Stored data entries
::::::::::
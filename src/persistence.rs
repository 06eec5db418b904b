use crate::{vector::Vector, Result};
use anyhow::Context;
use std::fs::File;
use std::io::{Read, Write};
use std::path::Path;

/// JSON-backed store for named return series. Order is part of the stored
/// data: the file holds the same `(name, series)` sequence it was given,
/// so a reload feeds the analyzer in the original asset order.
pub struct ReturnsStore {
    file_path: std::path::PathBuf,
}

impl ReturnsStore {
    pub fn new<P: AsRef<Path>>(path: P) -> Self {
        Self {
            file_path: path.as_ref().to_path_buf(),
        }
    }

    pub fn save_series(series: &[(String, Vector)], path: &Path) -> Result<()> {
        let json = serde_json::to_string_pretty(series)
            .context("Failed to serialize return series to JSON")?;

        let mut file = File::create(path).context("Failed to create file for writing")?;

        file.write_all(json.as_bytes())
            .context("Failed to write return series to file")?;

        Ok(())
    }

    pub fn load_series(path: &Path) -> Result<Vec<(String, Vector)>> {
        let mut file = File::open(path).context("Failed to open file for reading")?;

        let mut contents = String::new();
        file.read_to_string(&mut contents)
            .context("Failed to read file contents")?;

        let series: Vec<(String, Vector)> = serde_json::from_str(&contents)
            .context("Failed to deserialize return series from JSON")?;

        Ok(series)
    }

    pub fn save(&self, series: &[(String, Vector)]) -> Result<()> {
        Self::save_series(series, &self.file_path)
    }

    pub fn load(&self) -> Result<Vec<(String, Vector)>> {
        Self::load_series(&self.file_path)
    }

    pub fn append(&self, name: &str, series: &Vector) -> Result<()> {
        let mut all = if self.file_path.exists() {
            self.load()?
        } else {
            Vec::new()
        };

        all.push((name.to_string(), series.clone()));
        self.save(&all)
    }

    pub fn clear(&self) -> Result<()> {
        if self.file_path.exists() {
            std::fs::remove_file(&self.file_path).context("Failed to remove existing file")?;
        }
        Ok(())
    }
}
::::::::::
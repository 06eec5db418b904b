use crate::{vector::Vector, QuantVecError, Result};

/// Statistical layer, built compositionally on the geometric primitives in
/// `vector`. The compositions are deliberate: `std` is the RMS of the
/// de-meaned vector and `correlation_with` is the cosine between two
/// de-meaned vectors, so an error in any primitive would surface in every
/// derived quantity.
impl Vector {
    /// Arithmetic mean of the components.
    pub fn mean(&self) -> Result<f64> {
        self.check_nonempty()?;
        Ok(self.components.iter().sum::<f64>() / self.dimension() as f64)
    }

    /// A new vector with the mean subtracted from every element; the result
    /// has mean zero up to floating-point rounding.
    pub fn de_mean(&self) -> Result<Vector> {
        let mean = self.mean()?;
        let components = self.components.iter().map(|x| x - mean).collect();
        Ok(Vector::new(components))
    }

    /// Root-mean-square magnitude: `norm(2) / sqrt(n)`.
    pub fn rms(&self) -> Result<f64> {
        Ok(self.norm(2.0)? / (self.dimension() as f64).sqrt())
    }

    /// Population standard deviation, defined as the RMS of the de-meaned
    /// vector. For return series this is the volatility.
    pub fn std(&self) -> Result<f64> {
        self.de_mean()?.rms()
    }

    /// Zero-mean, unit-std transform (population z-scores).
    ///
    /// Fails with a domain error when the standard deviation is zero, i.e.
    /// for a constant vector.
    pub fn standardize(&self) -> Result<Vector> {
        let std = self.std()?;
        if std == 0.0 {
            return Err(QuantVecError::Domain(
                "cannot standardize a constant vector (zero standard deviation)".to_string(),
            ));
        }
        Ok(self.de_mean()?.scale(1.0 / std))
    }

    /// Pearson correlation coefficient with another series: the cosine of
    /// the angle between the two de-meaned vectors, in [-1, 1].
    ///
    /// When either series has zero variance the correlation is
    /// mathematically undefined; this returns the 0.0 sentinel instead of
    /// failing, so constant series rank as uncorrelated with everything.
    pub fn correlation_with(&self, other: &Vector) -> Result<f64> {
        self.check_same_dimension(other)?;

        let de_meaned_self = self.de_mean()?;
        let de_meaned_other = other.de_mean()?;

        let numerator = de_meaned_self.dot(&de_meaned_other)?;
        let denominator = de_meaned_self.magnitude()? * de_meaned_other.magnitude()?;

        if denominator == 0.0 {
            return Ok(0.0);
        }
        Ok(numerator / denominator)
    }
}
::::::::::
• [REQUIRED WORK] Copy out the range of lines above starting at the line with "pub fn mean(&self)" and ending at the line with "self.check_same_dimension(other)?;", exactly and including both.

• [ANSWER SECTION]
    pub fn mean(&self) -> Result<f64> {
        self.check_nonempty()?;
        Ok(self.components.iter().sum::<f64>() / self.dimension() as f64)
    }

    /// A new vector with the mean subtracted from every element; the result
    /// has mean zero up to floating-point rounding.
    pub fn de_mean(&self) -> Result<Vector> {
        let mean = self.mean()?;
        let components = self.components.iter().map(|x| x - mean).collect();
        Ok(Vector::new(components))
    }

    /// Root-mean-square magnitude: `norm(2) / sqrt(n)`.
    pub fn rms(&self) -> Result<f64> {
        Ok(self.norm(2.0)? / (self.dimension() as f64).sqrt())
    }

    /// Population standard deviation, defined as the RMS of the de-meaned
    /// vector. For return series this is the volatility.
    pub fn std(&self) -> Result<f64> {
        self.de_mean()?.rms()
    }

    /// Zero-mean, unit-std transform (population z-scores).
    ///
    /// Fails with a domain error when the standard deviation is zero, i.e.
    /// for a constant vector.
    pub fn standardize(&self) -> Result<Vector> {
        let std = self.std()?;
        if std == 0.0 {
            return Err(QuantVecError::Domain(
                "cannot standardize a constant vector (zero standard deviation)".to_string(),
            ));
        }
        Ok(self.de_mean()?.scale(1.0 / std))
    }

    /// Pearson correlation coefficient with another series: the cosine of
    /// the angle between the two de-meaned vectors, in [-1, 1].
    ///
    /// When either series has zero variance the correlation is
    /// mathematically undefined; this returns the 0.0 sentinel instead of
    /// failing, so constant series rank as uncorrelated with everything.
    pub fn correlation_with(&self, other: &Vector) -> Result<f64> {
        self.check_same_dimension(other)?;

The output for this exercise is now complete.